Piperlongumine derivative, CG-06, inhibits STAT3 activity by direct binding to STAT3 and regulating the reactive oxygen species in DU145 prostate carcinoma cells = Piperlongumine derivative의 항암효과

Abstract

Piperlongumine (PL), isolated from Piper longum L., is receiving intense interest due to its selectively ability to kill cancer cells but not normal cells. We synthesized a number of analogues by replacing the cyclic amide of PL with aliphatic amides to explore structural diversity. Compound CG-06 had the strongest cytotoxic profile of this series, showing potent effects in human prostate cancer DU-145 cells, in which signal transducer and activator of transcription 3 (STAT3) is constitutively active. CG-06 inhibited STAT3 phosphorylation at tyrosine 705 in a dose- and time dependent manner in DU-145 cells and suppressed IL-6-induced STAT3 phosphorylation at Tyr-705 in DU-145 and LNCaP cell lines. CG-06 decreased the expression levels of STAT3 target genes, such as cyclin A, Bcl-2, and survivin.

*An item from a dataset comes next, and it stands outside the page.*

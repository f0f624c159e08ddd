//! Core business logic for reelist.

pub mod services;

pub use services::*;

Notably, we used drug affinity responsive target stability (DARTS) to show that CG-06 binds directly to STAT3, and the reactive oxygen species (ROS) scavenger N-acetyl cysteine (NAC) rescued the CG-06-induced suppression p-STAT3. Our results suggest that CG-06 is a novel inhibitor of STAT3 and may be a useful lead molecule for the development of a therapeutic STAT3 inhibitor.